Your instructions:
Report how many lines in the records below contain the word "HashMap". Nothing else belongs in the answer.

Stored records:
• • • • • • •

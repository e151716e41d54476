//! A cron-scheduled task bound to one flow.

use std::str::FromStr;
use std::sync::{Arc, Mutex};
use std::time::Duration;

use chrono::Utc;
use cron::Schedule;
use promptfile_config::RequestContext;
use promptfile_engine::{EventNotifier, ExecutionEvent, unix_millis};
use promptfile_registry::{BoundFlow, ProviderError, ScheduledTask, TaskState};
use tokio_util::sync::CancellationToken;
use tracing::{error, info};

/// Parse a cron expression, accepting the common 5-field form by treating it
/// as firing at second zero.
pub fn parse_schedule(expression: &str) -> Result<Schedule, ProviderError> {
  let fields = expression.split_whitespace().count();
  let normalized = if fields == 5 {
    format!("0 {expression}")
  } else {
    expression.to_string()
  };
  Schedule::from_str(&normalized).map_err(|e| {
    ProviderError::invalid_config("schedule", format!("bad cron expression '{expression}': {e}"))
  })
}

/// One recurring job: runs its flow on each cron fire until stopped. Ticks
/// run sequentially; a tick that outlasts the next fire time delays it
/// rather than overlapping it.
pub struct CronTask {
  flow: BoundFlow,
  schedule: Schedule,
  notifier: Arc<dyn EventNotifier>,
  state: Mutex<TaskState>,
  cancel: Mutex<CancellationToken>,
}

impl CronTask {
  pub fn new(flow: BoundFlow, schedule: Schedule, notifier: Arc<dyn EventNotifier>) -> Self {
    Self {
      flow,
      schedule,
      notifier,
      state: Mutex::new(TaskState::Created),
      cancel: Mutex::new(CancellationToken::new()),
    }
  }

  /// Run one tick immediately: synthesize an empty request and invoke the
  /// flow through the same pipeline an HTTP request would use. A failing
  /// tick is reported as an event and never propagates; the schedule
  /// continues on its next tick.
  pub async fn tick(&self) {
    run_tick(&self.flow, &self.notifier).await;
  }
}

impl ScheduledTask for CronTask {
  fn start(&self) {
    {
      let mut state = self.state.lock().expect("task state lock poisoned");
      if *state == TaskState::Started {
        return;
      }
      *state = TaskState::Started;
    }

    let cancel = CancellationToken::new();
    *self.cancel.lock().expect("task cancel lock poisoned") = cancel.clone();

    let flow = self.flow.clone();
    let schedule = self.schedule.clone();
    let notifier = self.notifier.clone();
    info!(route = %flow.route, "task schedule started");
    tokio::spawn(async move {
      loop {
        let next = match schedule.upcoming(Utc).next() {
          Some(next) => next,
          None => break,
        };
        let delay = (next - Utc::now()).to_std().unwrap_or(Duration::ZERO);

        tokio::select! {
          _ = cancel.cancelled() => break,
          _ = tokio::time::sleep(delay) => run_tick(&flow, &notifier).await,
        }
      }
    });
  }

  fn stop(&self) {
    let mut state = self.state.lock().expect("task state lock poisoned");
    if *state == TaskState::Stopped {
      return;
    }
    *state = TaskState::Stopped;
    self
      .cancel
      .lock()
      .expect("task cancel lock poisoned")
      .cancel();
    info!(route = %self.flow.route, "task schedule stopped");
  }

  fn state(&self) -> TaskState {
    *self.state.lock().expect("task state lock poisoned")
  }
}

/// Invoke `flow` against a synthetic empty request, reporting the generated
/// output as a `TaskCompleted` event and failure as `TaskError`.
async fn run_tick(flow: &BoundFlow, notifier: &Arc<dyn EventNotifier>) {
  let request = RequestContext::synthetic();
  let request_id = request.request_id.clone();

  match (flow.invoker)(request).await {
    Ok(output) => {
      notifier.notify(ExecutionEvent::TaskCompleted {
        request_id,
        route: flow.route.clone(),
        output,
        timestamp_ms: unix_millis(),
      });
    }
    Err(e) => {
      error!(route = %flow.route, request_id, error = %e, "scheduled tick failed");
      notifier.notify(ExecutionEvent::TaskError {
        request_id,
        route: flow.route.clone(),
        error: e.to_string(),
        timestamp_ms: unix_millis(),
      });
    }
  }
}
//! Promptfile
//!
//! Compiles a directory of prompt declaration files into HTTP-routable flows
//! and cron-scheduled tasks. Each `.prompt` file carries a front-matter block
//! declaring data sources to fetch, result actions to run and an optional
//! trigger; the file's location becomes its route. A startup scan compiles
//! the whole catalog against a provider registry (fail-fast on any error),
//! then the instance serves requests by matching a path, fetching declared
//! sources, handing the data to a generation collaborator and running the
//! declared actions.
//!
//! ```no_run
//! use std::sync::Arc;
//! use promptfile::{ConfigLayer, Promptfile};
//! # use promptfile::{FlowDefinition, GenerateError, Generator};
//! # use serde_json::Value;
//! # struct MyGenerator;
//! # #[async_trait::async_trait]
//! # impl Generator for MyGenerator {
//! #   async fn generate(&self, _: &FlowDefinition, _: &Value) -> Result<Value, GenerateError> {
//! #     unimplemented!()
//! #   }
//! # }
//!
//! # async fn run() -> Result<(), Box<dyn std::error::Error>> {
//! let store = Promptfile::builder(Arc::new(MyGenerator))
//!   .config(ConfigLayer {
//!     prompts_dir: Some("prompts".into()),
//!     ..Default::default()
//!   })
//!   .build()
//!   .await?;
//!
//! let output = store.generate("/items/42").await?;
//! # let _ = output;
//! # Ok(())
//! # }
//! ```

mod config;
mod defaults;
mod error;
mod store;

pub use config::{ConfigLayer, ResolvedConfig, resolve_config};
pub use defaults::{default_registry, validate_secrets};
pub use error::{BuildError, RequestError};
pub use store::{Promptfile, PromptfileBuilder};

pub use promptfile_config::{
  DeclarationFile, FlowDefinition, ParamValue, ParsedDeclaration, ProviderBinding, RequestBody,
  RequestContext, TriggerBinding, parse_declaration,
};
pub use promptfile_engine::{
  ChannelNotifier, EventNotifier, ExecutionEvent, GenerateError, Generator, NoopNotifier,
  PipelineError,
};
pub use promptfile_providers::{FetchPlugin, FsPlugin, StorePlugin};
pub use promptfile_registry::{
  BoundFlow, DataActionProvider, DataSourceProvider, ProviderError, ProviderPlugin,
  ProviderRegistry, ScheduledTask, TaskState, Trigger, TriggerProvider,
};
pub use promptfile_routing::{CompileError, RouteAddress, RouteError, RouteManager, RouteSyntax};
pub use promptfile_scheduler::{CronTask, SchedulePlugin, TaskManager};
//! The built-in `store` provider: an in-memory structured store.
//!
//! The source reads a value by key; the action writes a named scope entry
//! (the generated output by default) under a key. Source and action share
//! one map, so a flow can read back what an earlier invocation wrote.

use std::collections::HashMap;
use std::sync::Arc;

use async_trait::async_trait;
use promptfile_config::RequestContext;
use promptfile_registry::{
  DataActionProvider, DataSourceProvider, ProviderError, ProviderPlugin,
};
use serde_json::Value;
use tokio::sync::RwLock;
use tracing::debug;

pub const PROVIDER_NAME: &str = "store";

type Shared = Arc<RwLock<HashMap<String, Value>>>;

fn parse_key(config: &Value) -> Result<String, ProviderError> {
  match config {
    Value::String(key) => Ok(key.clone()),
    Value::Object(map) => map
      .get("key")
      .and_then(Value::as_str)
      .map(str::to_string)
      .ok_or_else(|| ProviderError::invalid_config(PROVIDER_NAME, "missing 'key'")),
    _ => Err(ProviderError::invalid_config(
      PROVIDER_NAME,
      "expected a key string or { key }",
    )),
  }
}

pub struct StoreSource {
  data: Shared,
}

#[async_trait]
impl DataSourceProvider for StoreSource {
  fn name(&self) -> &str {
    PROVIDER_NAME
  }

  /// Read by key. An absent key reads as null rather than failing, so flows
  /// can run before their first write.
  async fn fetch_data(
    &self,
    _request: &RequestContext,
    config: &Value,
  ) -> Result<Value, ProviderError> {
    let key = parse_key(config)?;
    let data = self.data.read().await;
    Ok(data.get(&key).cloned().unwrap_or(Value::Null))
  }
}

pub struct StoreAction {
  data: Shared,
}

#[async_trait]
impl DataActionProvider for StoreAction {
  fn name(&self) -> &str {
    PROVIDER_NAME
  }

  /// Write the scope entry named by `source` (default `"output"`) under
  /// `key`.
  async fn execute(
    &self,
    _request: &RequestContext,
    config: &Value,
    scope: &Value,
  ) -> Result<(), ProviderError> {
    let key = parse_key(config)?;
    let source = config
      .get("source")
      .and_then(Value::as_str)
      .unwrap_or("output");

    let value = scope.get(source).cloned().ok_or_else(|| {
      ProviderError::invalid_config(
        PROVIDER_NAME,
        format!("scope has no entry named '{source}'"),
      )
    })?;

    debug!(key, source, "storing");
    self.data.write().await.insert(key, value);
    Ok(())
  }
}

/// Plugin offering the `store` source and action over one shared map.
pub struct StorePlugin {
  data: Shared,
}

impl StorePlugin {
  pub fn new() -> Self {
    Self {
      data: Arc::new(RwLock::new(HashMap::new())),
    }
  }

  /// Handle to the backing map, for inspection in tests and host code.
  pub fn data(&self) -> Shared {
    self.data.clone()
  }
}

impl Default for StorePlugin {
  fn default() -> Self {
    Self::new()
  }
}

impl ProviderPlugin for StorePlugin {
  fn name(&self) -> &str {
    PROVIDER_NAME
  }

  fn create_data_source(&self) -> Option<Arc<dyn DataSourceProvider>> {
    Some(Arc::new(StoreSource {
      data: self.data.clone(),
    }))
  }

  fn create_data_action(&self) -> Option<Arc<dyn DataActionProvider>> {
    Some(Arc::new(StoreAction {
      data: self.data.clone(),
    }))
  }
}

• • • • • • •

Task answer:
3